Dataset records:
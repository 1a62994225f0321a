use serde::{Deserialize, Serialize};
use std::fmt;
use std::path::Path;
use std::str::FromStr;

/// Root application configuration. Loaded from an optional TOML file, then
/// environment variables with the prefix `AB_READOUT__`.
#[derive(Debug, Clone, Default, Deserialize)]
pub struct AppConfig {
    #[serde(default)]
    pub input: InputConfig,
    #[serde(default)]
    pub impact: ImpactConfig,
    #[serde(default)]
    pub policy: PolicyConfig,
    #[serde(default)]
    pub output: OutputConfig,
}

#[derive(Debug, Clone, Deserialize)]
pub struct InputConfig {
    #[serde(default = "default_input_path")]
    pub path: String,
    #[serde(default = "default_delimiter")]
    pub delimiter: String,
    #[serde(default = "default_timestamp_format")]
    pub timestamp_format: String,
    #[serde(default = "default_has_headers")]
    pub has_headers: bool,
}

/// Traffic and revenue assumptions used to translate lift into money.
/// Raw values; validated before any computation uses them.
#[derive(Debug, Clone, Deserialize)]
pub struct ImpactConfig {
    #[serde(default = "default_monthly_visitors")]
    pub monthly_visitors: f64,
    #[serde(default = "default_revenue_per_conversion")]
    pub revenue_per_conversion: f64,
}

/// Absolute-lift thresholds for the ship recommendation.
#[derive(Debug, Clone, Deserialize)]
pub struct PolicyConfig {
    #[serde(default = "default_ship_lift_threshold")]
    pub ship_lift_threshold: f64,
    #[serde(default = "default_borderline_lift_threshold")]
    pub borderline_lift_threshold: f64,
}

#[derive(Debug, Clone, Default, Deserialize)]
pub struct OutputConfig {
    #[serde(default)]
    pub format: OutputFormat,
    #[serde(default)]
    pub path: Option<String>,
}

#[derive(Debug, Clone, Copy, Default, PartialEq, Eq, Serialize, Deserialize)]
#[serde(rename_all = "lowercase")]
pub enum OutputFormat {
    #[default]
    Json,
    Text,
}

impl FromStr for OutputFormat {
    type Err = String;

    fn from_str(s: &str) -> Result<Self, Self::Err> {
        match s.to_ascii_lowercase().as_str() {
            "json" => Ok(OutputFormat::Json),
            "text" => Ok(OutputFormat::Text),
            other => Err(format!("unknown output format '{}'", other)),
        }
    }
}

impl fmt::Display for OutputFormat {
    fn fmt(&self, f: &mut fmt::Formatter<'_>) -> fmt::Result {
        match self {
            OutputFormat::Json => f.write_str("json"),
            OutputFormat::Text => f.write_str("text"),
        }
    }
}

// Default functions
fn default_input_path() -> String {
    "ab_data.csv".to_string()
}
fn default_delimiter() -> String {
    ",".to_string()
}
fn default_timestamp_format() -> String {
    "%Y-%m-%d %H:%M:%S%.f".to_string()
}
fn default_has_headers() -> bool {
    true
}
fn default_monthly_visitors() -> f64 {
    100_000.0
}
fn default_revenue_per_conversion() -> f64 {
    50.0
}
fn default_ship_lift_threshold() -> f64 {
    0.005
}
fn default_borderline_lift_threshold() -> f64 {
    0.001
}

impl Default for InputConfig {
    fn default() -> Self {
        Self {
            path: default_input_path(),
            delimiter: default_delimiter(),
            timestamp_format: default_timestamp_format(),
            has_headers: default_has_headers(),
        }
    }
}

impl Default for ImpactConfig {
    fn default() -> Self {
        Self {
            monthly_visitors: default_monthly_visitors(),
            revenue_per_conversion: default_revenue_per_conversion(),
        }
    }
}

impl Default for PolicyConfig {
    fn default() -> Self {
        Self {
            ship_lift_threshold: default_ship_lift_threshold(),
            borderline_lift_threshold: default_borderline_lift_threshold(),
        }
    }
}

impl AppConfig {
    /// Load configuration from an optional TOML file overlaid with environment
    /// variables (`AB_READOUT__IMPACT__MONTHLY_VISITORS=250000`).
    pub fn load(path: Option<&Path>) -> Result<Self, config::ConfigError> {
        let mut builder = config::Config::builder();
        if let Some(path) = path {
            builder = builder.add_source(config::File::from(path).required(true));
        }
        let builder = builder.add_source(
            config::Environment::with_prefix("AB_READOUT")
                .separator("__")
                .try_parsing(true),
        );

        let config = builder.build()?;
        let parsed: AppConfig = config.try_deserialize()?;
        tracing::debug!(
            input = %parsed.input.path,
            format = %parsed.output.format,
            "Configuration parsed"
        );
        Ok(parsed)
    }
}

#[cfg(test)]
mod tests {
    use super::*;
    use serial_test::serial;
    use std::io::Write;

    #[test]
    fn test_defaults() {
        let config = AppConfig::default();
        assert_eq!(config.input.path, "ab_data.csv");
        assert_eq!(config.input.delimiter, ",");
        assert!(config.input.has_headers);
        assert_eq!(config.impact.monthly_visitors, 100_000.0);
        assert_eq!(config.impact.revenue_per_conversion, 50.0);
        assert_eq!(config.policy.ship_lift_threshold, 0.005);
        assert_eq!(config.policy.borderline_lift_threshold, 0.001);
        assert_eq!(config.output.format, OutputFormat::Json);
        assert!(config.output.path.is_none());
    }

    #[test]
    #[serial]
    fn test_load_from_toml_file() {
        let mut file = tempfile::Builder::new()
            .suffix(".toml")
            .tempfile()
            .unwrap();
        writeln!(
            file,
            "[impact]\nmonthly_visitors = 250000.0\n\n[output]\nformat = \"text\"\n"
        )
        .unwrap();

        let config = AppConfig::load(Some(file.path())).unwrap();
        assert_eq!(config.impact.monthly_visitors, 250_000.0);
        assert_eq!(config.impact.revenue_per_conversion, 50.0);
        assert_eq!(config.output.format, OutputFormat::Text);
        assert_eq!(config.policy.ship_lift_threshold, 0.005);
    }

    #[test]
    #[serial]
    fn test_missing_file_is_an_error() {
        let result = AppConfig::load(Some(Path::new("/nonexistent/ab_readout.toml")));
        assert!(result.is_err());
    }

    #[test]
    #[serial]
    fn test_malformed_env_value_is_an_error() {
        std::env::set_var("AB_READOUT__IMPACT__MONTHLY_VISITORS", "abc");
        let result = AppConfig::load(None);
        std::env::remove_var("AB_READOUT__IMPACT__MONTHLY_VISITORS");
        assert!(result.is_err());

        std::env::set_var("AB_READOUT__IMPACT__MONTHLY_VISITORS", "42000");
        let result = AppConfig::load(None);
        std::env::remove_var("AB_READOUT__IMPACT__MONTHLY_VISITORS");
        assert_eq!(result.unwrap().impact.monthly_visitors, 42_000.0);
    }

    #[test]
    fn test_output_format_parsing() {
        assert_eq!("JSON".parse::<OutputFormat>(), Ok(OutputFormat::Json));
        assert_eq!("text".parse::<OutputFormat>(), Ok(OutputFormat::Text));
        assert!("xml".parse::<OutputFormat>().is_err());
    }
}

YOUR ASSIGNMENT — Search the entries for the word "true" and gather every line where it appears.

WRITTEN RESPONSE —
    true
            builder = builder.add_source(config::File::from(path).required(true));
                .try_parsing(true),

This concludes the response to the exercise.